* [Exercise material]
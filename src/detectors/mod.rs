pub mod au; // Australian regulatory identifiers
pub mod financial; // Credit cards
pub mod network; // IP addresses
pub mod personal; // Email, names, street addresses
pub mod secrets; // Rule-table secrets scanner

// Re-export common detector types
pub use crate::core::Detector;

use crate::core::{Finding, PIType, RiskLevel, ValidatorRegistry};
use chrono::Utc;

/// Maximum bytes of surrounding file content captured with each finding
pub(crate) const CONTEXT_BYTES: usize = 50;

/// Translate a byte offset into a 1-based (line, column) pair by scanning
/// for line feeds in the preceding text.
pub(crate) fn line_column(text: &str, offset: usize) -> (usize, usize) {
    let prefix = &text[..offset];
    let line = prefix.bytes().filter(|&b| b == b'\n').count() + 1;
    let line_start = prefix.rfind('\n').map(|p| p + 1).unwrap_or(0);
    (line, offset - line_start + 1)
}

/// Extract up to `CONTEXT_BYTES` of text either side of a match, clamped
/// to character boundaries.
pub(crate) fn context_window(text: &str, start: usize, end: usize) -> (String, String) {
    let mut before_start = start.saturating_sub(CONTEXT_BYTES);
    while !text.is_char_boundary(before_start) {
        before_start += 1;
    }

    let mut after_end = (end + CONTEXT_BYTES).min(text.len());
    while !text.is_char_boundary(after_end) {
        after_end -= 1;
    }

    (
        text[before_start..start].to_string(),
        text[end..after_end].to_string(),
    )
}

/// Preliminary risk level derived from the type weight; the risk scorer
/// refines it after context validation.
pub(crate) fn preliminary_risk(pi_type: &PIType) -> RiskLevel {
    let weight = pi_type.base_weight();
    if weight >= 90 {
        RiskLevel::High
    } else if weight >= 60 {
        RiskLevel::Medium
    } else {
        RiskLevel::Low
    }
}

/// Assemble a finding for a match at `start..end`, running the registered
/// validator for the type when one exists. Confidence: 0.95 on validation
/// success, 0.5 on failure, 0.8 when no validator is registered.
pub(crate) fn build_finding(
    text: &str,
    start: usize,
    end: usize,
    pi_type: PIType,
    detector_name: &str,
    file_name: &str,
    validators: &ValidatorRegistry,
) -> Finding {
    let matched = text[start..end].to_string();
    let (line, column) = line_column(text, start);
    let (context_before, context_after) = context_window(text, start, end);

    let (validated, validation_error, confidence) = match validators.validate(&pi_type, &matched) {
        Some(Ok(())) => (true, String::new(), 0.95),
        Some(Err(reason)) => (false, reason, 0.5),
        None => (false, String::new(), 0.8),
    };

    Finding {
        risk_level: preliminary_risk(&pi_type),
        pi_type,
        matched,
        file: file_name.to_string(),
        line,
        column,
        context_before,
        context_after,
        confidence,
        context_modifier: 1.0,
        validated,
        validation_error,
        detected_at: Utc::now(),
        detector_name: detector_name.to_string(),
        start_byte: start,
        end_byte: end,
    }
}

* [Requirement]
The reply should hold only the lines of the listing above starting at the line containing "pub mod network; // IP addresses" and ending at the line containing "after context validation.", exactly as written.

* [Task result]
pub mod network; // IP addresses
pub mod personal; // Email, names, street addresses
pub mod secrets; // Rule-table secrets scanner

// Re-export common detector types
pub use crate::core::Detector;

use crate::core::{Finding, PIType, RiskLevel, ValidatorRegistry};
use chrono::Utc;

/// Maximum bytes of surrounding file content captured with each finding
pub(crate) const CONTEXT_BYTES: usize = 50;

/// Translate a byte offset into a 1-based (line, column) pair by scanning
/// for line feeds in the preceding text.
pub(crate) fn line_column(text: &str, offset: usize) -> (usize, usize) {
    let prefix = &text[..offset];
    let line = prefix.bytes().filter(|&b| b == b'\n').count() + 1;
    let line_start = prefix.rfind('\n').map(|p| p + 1).unwrap_or(0);
    (line, offset - line_start + 1)
}

/// Extract up to `CONTEXT_BYTES` of text either side of a match, clamped
/// to character boundaries.
pub(crate) fn context_window(text: &str, start: usize, end: usize) -> (String, String) {
    let mut before_start = start.saturating_sub(CONTEXT_BYTES);
    while !text.is_char_boundary(before_start) {
        before_start += 1;
    }

    let mut after_end = (end + CONTEXT_BYTES).min(text.len());
    while !text.is_char_boundary(after_end) {
        after_end -= 1;
    }

    (
        text[before_start..start].to_string(),
        text[end..after_end].to_string(),
    )
}

/// Preliminary risk level derived from the type weight; the risk scorer
/// refines it after context validation.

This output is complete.